→ **Task to carry out**
Only the lines below starting at the one containing "pub fn allows(&self, model: &str)" and ending at the one containing "pub fn denied_model(&self, body: &[u8])" belong in the answer, each copied exactly.
BEGIN Record extracts
//! Model access policy for chat requests.

use serde::Deserialize;

/// Substring identifying the restricted model tier.
pub const RESTRICTED_MODEL_MARKER: &str = "gpt-4";

#[derive(Debug, Deserialize)]
struct RequestedModel {
    #[serde(default)]
    model: Option<String>,
}

/// Decides whether a chat request may use the model it names.
#[derive(Debug, Clone, Copy, PartialEq, Eq)]
pub struct ModelPolicy {
    allow_restricted: bool,
}

impl Default for ModelPolicy {
    fn default() -> Self {
        Self {
            allow_restricted: true,
        }
    }
}

impl ModelPolicy {
    pub const fn new(allow_restricted: bool) -> Self {
        Self { allow_restricted }
    }

    /// Whether the check does anything (bodies only need buffering then).
    pub const fn is_restrictive(&self) -> bool {
        !self.allow_restricted
    }

    pub fn allows(&self, model: &str) -> bool {
        self.allow_restricted || !model.contains(RESTRICTED_MODEL_MARKER)
    }

    /// Return the model named in a JSON request body if it is not allowed.
    ///
    /// Bodies that are empty or not JSON pass; the upstream judges those.
    pub fn denied_model(&self, body: &[u8]) -> Option<String> {
        if self.allow_restricted || body.is_empty() {
            return None;
        }
        let requested: RequestedModel = serde_json::from_slice(body).ok()?;
        requested.model.filter(|model| !self.allows(model))
    }
}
END Record extracts
→ **Task output**
    pub fn allows(&self, model: &str) -> bool {
        self.allow_restricted || !model.contains(RESTRICTED_MODEL_MARKER)
    }

    /// Return the model named in a JSON request body if it is not allowed.
    ///
    /// Bodies that are empty or not JSON pass; the upstream judges those.
    pub fn denied_model(&self, body: &[u8]) -> Option<String> {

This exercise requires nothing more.